The Horrors of Growing Old, and The
Horrors of Immigration. The frequently autobiographical
and introspective nature of Lovecraft’s fiction makes him an ‘n of one’ study
of late Industrial Revolution social angst.
His example lends support to Monleon’s description above of the
progression from external to internalized horrors as industrial society
incorporates its social and economic upheavals.
Lovecraft
of course neurotically resists the changes, clinging to his own idealized
bourgeois past.
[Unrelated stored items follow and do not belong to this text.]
/*!
 * Cross-Chain Strategy
 *
 * Buy on the source chain, bridge, sell on the destination. The `chain`
 * field names the source leg; the destination rides in the sell venue
 * (`{chain}:{venue}` convention from the detectors). Bridge latency makes
 * these the most deadline-sensitive opportunities in the pipeline, so the
 * pre-flight is mandatory in live mode.
 */

use async_trait::async_trait;

use arbflow_domain::{ExecutionErrorKind, ExecutionResult, Opportunity, OpportunityKind};

use crate::context::StrategyContext;
use crate::strategy::{Strategy, execute_via_rpc, validate_hop_chain};

pub struct CrossChainStrategy;

impl CrossChainStrategy {
    fn validate(&self, opp: &Opportunity) -> Result<(), String> {
        if opp.buy_venue.is_empty() || opp.sell_venue.is_empty() {
            return Err("cross-chain requires both buy and sell venues".into());
        }
        let destination = opp.sell_venue.split(':').next().unwrap_or_default();
        if destination == opp.chain {
            return Err(format!(
                "sell leg resolves to the source chain {:?}; not a cross-chain route",
                opp.chain
            ));
        }
        if !opp.swap_path.is_empty() {
            validate_hop_chain(&opp.swap_path)?;
        }
        Ok(())
    }
}

#[async_trait]
impl Strategy for CrossChainStrategy {
    fn name(&self) -> &'static str {
        "cross-chain"
    }

    fn kind(&self) -> OpportunityKind {
        OpportunityKind::CrossChain
    }

    async fn execute(&self, opportunity: &Opportunity, ctx: &StrategyContext) -> ExecutionResult {
        if let Err(detail) = self.validate(opportunity) {
            return ExecutionResult::failure(opportunity, ExecutionErrorKind::PathInvalid, detail);
        }

        if let Some(result) = ctx.simulate_if_enabled(opportunity).await {
            return result;
        }

        execute_via_rpc(opportunity, ctx, true).await
    }
}

#[cfg(test)]
mod tests {
    use super::*;

    fn opportunity(chain: &str, sell_venue: &str) -> Opportunity {
        serde_json::from_str(&format!(
            r#"{{
                "id": "opp-cc",
                "type": "cross-chain",
                "chain": "{chain}",
                "buyVenue": "uniswap_v3",
                "sellVenue": "{sell_venue}",
                "confidence": 0.75,
                "deadline": 9999999999999,
                "pipelineTimestamps": {{ "detectedAt": 1 }}
            }}"#
        ))
        .unwrap()
    }

    #[test]
    fn test_destination_must_differ_from_source() {
        let strategy = CrossChainStrategy;
        assert!(strategy.validate(&opportunity("ethereum", "arbitrum:camelot")).is_ok());
        assert!(strategy.validate(&opportunity("ethereum", "ethereum:sushiswap")).is_err());
        assert!(strategy.validate(&opportunity("ethereum", "")).is_err());
    }
}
But his contempt for the
poor and the different seems a form of self-hatred. He had failed as a writer—the ultimate
bourgeois entrepreneurship. He was also
unable to meet the expectations of his social class as a husband who could
provide for or sustain a family in the new economy. Had he lived much longer than he did, he
would have exhausted his inheritance and joined the poor and working class—an
ever present personal horror. Yet, like
Lovecraft, our contempt for the poor
and ‘the other’ persists, as do our efforts to differentiate ourselves from
them, and to live apart from them. This
is the source of some of our most spectacular nightmares.